Activity: Looking at the listing, state how many of its lines contain the string "BTreeMap". Write only the number.
[Entries provided Boundary: Start]
//! Per-category spending of one user against their period budget

use std::collections::BTreeMap;

use chrono::{DateTime, Utc};

use crate::error::Result;
use crate::models::{Category, SpendingBreakdown, Timeframe};
use crate::store::Snapshot;
use crate::window::{Window, WindowFilter};

impl Snapshot {
    /// Spend by category in the window ending at `reference`, with the
    /// user's budget for that timeframe
    ///
    /// Categories with no positive spend are left out. Fails with
    /// `UnknownUser` when the user has no records at all.
    pub fn breakdown(
        &self,
        user_id: &str,
        timeframe: Timeframe,
        reference: DateTime<Utc>,
    ) -> Result<SpendingBreakdown> {
        let profile = self.user(user_id)?;

        let mut by_category: BTreeMap<Category, f64> = BTreeMap::new();
        for record in WindowFilter::new(Window::resolve(timeframe, reference)?)
            .user_id(Some(user_id))
            .apply(self)
        {
            *by_category.entry(record.category).or_default() += record.amount;
        }
        by_category.retain(|_, amount| *amount > 0.0);

        let total: f64 = by_category.values().sum();
        let budget = timeframe.budget(profile.salary);

        Ok(SpendingBreakdown {
            by_category,
            total,
            budget,
            budget_delta: budget - total,
        })
    }
}

#[cfg(test)]
mod tests {
    use super::*;
    use crate::error::Error;
    use crate::test_utils::{at, RecordBuilder};

    #[test]
    fn test_breakdown_groups_by_category() {
        let snap = Snapshot::new(
            1,
            vec![
                RecordBuilder::new("a", 120_000.0).spend(100.0),
                RecordBuilder::new("a", 120_000.0).spend(50.0),
                RecordBuilder::new("a", 120_000.0)
                    .category(Category::Travel)
                    .spend(250.0),
                RecordBuilder::new("a", 120_000.0)
                    .category(Category::Home)
                    .spend(0.0),
                RecordBuilder::new("a", 120_000.0)
                    .category(Category::Travel)
                    .on(at(2018, 1, 1))
                    .spend(999.0),
                RecordBuilder::new("b", 60_000.0).spend(75.0),
            ],
        );

        let breakdown = snap
            .breakdown("a", Timeframe::Monthly, at(2019, 2, 15))
            .unwrap();
        assert_eq!(breakdown.by_category.len(), 2);
        assert_eq!(breakdown.by_category[&Category::Grocery], 150.0);
        assert_eq!(breakdown.by_category[&Category::Travel], 250.0);
        assert_eq!(breakdown.total, 400.0);
        assert_eq!(breakdown.budget, 10_000.0);
        assert_eq!(breakdown.budget_delta, 9_600.0);
    }

    #[test]
    fn test_breakdown_quiet_window() {
        let snap = Snapshot::new(1, vec![RecordBuilder::new("a", 52_000.0).spend(10.0)]);
        let breakdown = snap
            .breakdown("a", Timeframe::Weekly, at(2020, 1, 1))
            .unwrap();
        assert!(breakdown.by_category.is_empty());
        assert_eq!(breakdown.total, 0.0);
        assert_eq!(breakdown.budget, 1_000.0);
    }

    #[test]
    fn test_breakdown_unknown_user() {
        let snap = Snapshot::new(1, vec![RecordBuilder::new("a", 52_000.0).spend(10.0)]);
        assert!(matches!(
            snap.breakdown("ghost", Timeframe::Daily, at(2019, 2, 15)),
            Err(Error::UnknownUser(_))
        ));
    }
}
[Entries provided Boundary: End]
Solution to this exercise: 2